I enjoy reading. It’s a good thing because the number of pages I have to read in a semester of seminary would be a killer for the person who doesn’t enjoy books. Reading, however, has not always been a favorite past time of mine. Growing up, I was more interested in the physical activities of tennis, basketball, capture the flag, and playing in a band. Thankfully, over time I developed a greater enjoyment of sitting contently on the couch with an open book. Much of my increased appreciation of reading has come from my wife who thinks heaven will be a place filled with books.
I suppose before I say anything else I should mention that I never read fiction. I can’t get through a page of fiction without wanting to pick up the other biography, church life, or bibilical studies book I am working on. I get my fair share of fiction, it’s just through the medium of Law&Order and House.
There is one overriding frustration that I have with reading. I will finish a book and two days later when I look at the book on my shelf, I will struggle to remember the content. I remember in general what the author was talking about and the basic argument made, but specifics can be difficult to come by. That can be quite a determent when you spend several hours with a book only to forget the specifics a few days later. And I, for the most part, have a pretty solid memory.
So, I was comforted when I read this little paragraph from Tim Challies:
“I’ll be honest and admit that I forget a great deal of what I read. Anyone who tells you otherwise may not be telling the truth (unless he has a Spurgeon-like photographic memory). I used to be discouraged if, a year (or a month or a week) after reading a book, I could barely remember the content. I have since realized that this is inevitable. I focus on remembering what I can and trust that simply because I do not remember the complete outline of a book, this does not prove that a book has not been edifying to me. After all, if this was our standard, just about every sermon would be a complete failure. I trust that the Spirit works in me as I read good books and that He works despite my imperfect memory.”

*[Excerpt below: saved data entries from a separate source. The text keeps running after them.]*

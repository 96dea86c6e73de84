//! Engine facade: the operations a host system calls
//!
//! An explicitly constructed service object owning the corpus and the
//! mutable threshold set. There is deliberately no process-wide instance;
//! hosts hold the engine wherever they keep their other shared state.
//!
//! Locking discipline: `add_report` and `set_thresholds` take the write
//! side of their lock, every read operation the read side. Readers may
//! run concurrently with each other but never observe a half-applied
//! mutation, because the report map and the document-frequency table
//! live behind the same lock.

use serde::{Deserialize, Serialize};
use std::sync::RwLock;

use crate::cluster::{ClusterFinder, DuplicateCluster};
use crate::config::{Config, Thresholds, ThresholdUpdate};
use crate::detect::{DuplicateDetector, DuplicateDetectionResult};
use crate::error::Result;
use crate::index::{Corpus, ReportFields};

/// Default result cap for a single detection query
pub const DEFAULT_DETECT_LIMIT: usize = 10;

/// Corpus and threshold statistics for observability
#[derive(Debug, Clone, Serialize, Deserialize)]
pub struct EngineStats {
    pub reports_indexed: usize,
    pub unique_terms: usize,
    pub thresholds: Thresholds,
}

/// The duplicate-detection engine
///
/// The corpus lives for the lifetime of this value; hosts rebuild it from
/// their system of record on restart by replaying `add_report`.
pub struct Engine {
    corpus: RwLock<Corpus>,
    thresholds: RwLock<Thresholds>,
    config: Config,
}

impl Engine {
    pub fn new(config: Config) -> Self {
        Self {
            corpus: RwLock::new(Corpus::new()),
            thresholds: RwLock::new(config.thresholds),
            config,
        }
    }

    /// Index a report, overwriting any prior entry with the same id
    pub fn add_report(&self, id: impl Into<String>, fields: &ReportFields) {
        let mut corpus = self.corpus.write().unwrap();
        corpus.add(id, fields);
    }

    /// Rank indexed reports against the given query report
    pub fn detect_duplicates(
        &self,
        query_id: &str,
        program_filter: Option<&str>,
        limit: usize,
    ) -> Result<DuplicateDetectionResult> {
        let corpus = self.corpus.read().unwrap();
        let thresholds = *self.thresholds.read().unwrap();
        let detector = DuplicateDetector::new(&corpus, thresholds, self.config.weights);
        detector.detect(query_id, program_filter, limit)
    }

    /// Run detection for each id, omitting ids that fail
    pub fn batch_detect(
        &self,
        ids: &[String],
        program_filter: Option<&str>,
    ) -> Vec<DuplicateDetectionResult> {
        let corpus = self.corpus.read().unwrap();
        let thresholds = *self.thresholds.read().unwrap();
        let detector = DuplicateDetector::new(&corpus, thresholds, self.config.weights);
        detector.batch_detect(ids, program_filter, DEFAULT_DETECT_LIMIT)
    }

    /// Discover duplicate clusters across the corpus
    ///
    /// `threshold` defaults to the configured clustering threshold when
    /// not supplied.
    pub fn find_duplicate_clusters(
        &self,
        program_filter: Option<&str>,
        threshold: Option<f64>,
    ) -> Vec<DuplicateCluster> {
        let corpus = self.corpus.read().unwrap();
        let thresholds = *self.thresholds.read().unwrap();
        let finder = ClusterFinder::new(
            &corpus,
            thresholds,
            self.config.weights,
            self.config.clustering,
        );
        finder.find_clusters(
            program_filter,
            threshold.unwrap_or(self.config.clustering.threshold),
        )
    }

    /// Apply a partial threshold update
    ///
    /// Takes effect on the next detection call; results already returned
    /// are never reclassified.
    pub fn set_thresholds(&self, update: ThresholdUpdate) {
        let mut thresholds = self.thresholds.write().unwrap();
        update.apply(&mut thresholds);
        tracing::debug!(?thresholds, "thresholds updated");
    }

    pub fn thresholds(&self) -> Thresholds {
        *self.thresholds.read().unwrap()
    }

    /// Corpus and threshold statistics
    pub fn get_statistics(&self) -> EngineStats {
        let corpus = self.corpus.read().unwrap();
        EngineStats {
            reports_indexed: corpus.len(),
            unique_terms: corpus.unique_terms(),
            thresholds: *self.thresholds.read().unwrap(),
        }
    }
}

impl Default for Engine {
    fn default() -> Self {
        Self::new(Config::default())
    }
}

#[cfg(test)]
mod tests {
    use super::*;

    fn sqli_fields() -> ReportFields {
        ReportFields {
            title: "SQL injection in login endpoint".to_string(),
            description: "The /login endpoint is injectable via the username field".to_string(),
            proof_of_concept: "' OR 1=1--".to_string(),
            affected_component: "auth".to_string(),
            program_id: "prog-1".to_string(),
            ..Default::default()
        }
    }

    #[test]
    fn test_add_and_stats() {
        let engine = Engine::default();
        assert_eq!(engine.get_statistics().reports_indexed, 0);

        engine.add_report("r1", &sqli_fields());
        let stats = engine.get_statistics();
        assert_eq!(stats.reports_indexed, 1);
        assert!(stats.unique_terms > 0);
        assert_eq!(stats.thresholds.overall, 0.65);
    }

    #[test]
    fn test_resubmission_is_flagged() {
        let engine = Engine::default();
        engine.add_report("r1", &sqli_fields());
        engine.add_report("r2", &sqli_fields());

        let result = engine.detect_duplicates("r2", None, 10).unwrap();
        let best = result.highest_match.unwrap();
        assert_eq!(best.report_id, "r1");
        assert!(best.is_duplicate);
    }

    #[test]
    fn test_threshold_update_reclassifies_next_call() {
        let engine = Engine::default();
        engine.add_report("r1", &sqli_fields());
        let mut near = sqli_fields();
        near.proof_of_concept.clear();
        near.affected_component.clear();
        engine.add_report("r2", &near);

        // Text-only match scores 0.6: below 0.65 with defaults
        let result = engine.detect_duplicates("r2", None, 10).unwrap();
        assert!(!result.highest_match.unwrap().is_duplicate);

        engine.set_thresholds(ThresholdUpdate {
            overall: Some(0.5),
            ..Default::default()
        });
        let result = engine.detect_duplicates("r2", None, 10).unwrap();
        assert!(result.highest_match.unwrap().is_duplicate);
    }
}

One of the things I have started doing is to outline the books I read. I know this sounds quite boring and scholastic, but it is really simple. Keep a pencil or pen in your hand while you read and mark important sections. Then, after completing a chapter, jot down a simple outline for that particular chapter. It doesn’t take long and shouldn’t be exhaustive. Just write enough so that you can refresh yourself over that chapter with a glance. When you finish the book, you will now have a nice, solid outline for future recollection. Instead of picking up a book and reading through it again to get the author’s point, you can now simply refer to your summarized outline. This will both safe you time in the long run and will also help you remember the points of the book without needing additional help. Give it a shot, I think you will find it refreshing.
2 Replies to “Reading Books”
I must be really weird then because I remember pretty much everything I read.
I can read 3 books at the same time and keep all of them straight as I go back and forth, whether it is fiction or not. Not saying that to brag but just thought it was an interesting difference.
Try Mind Mapping technique by Stephen Pierce on Mind Mapping. You can easily watch the video on YouTube. This helped a lot to retain a bunch of information when reading books.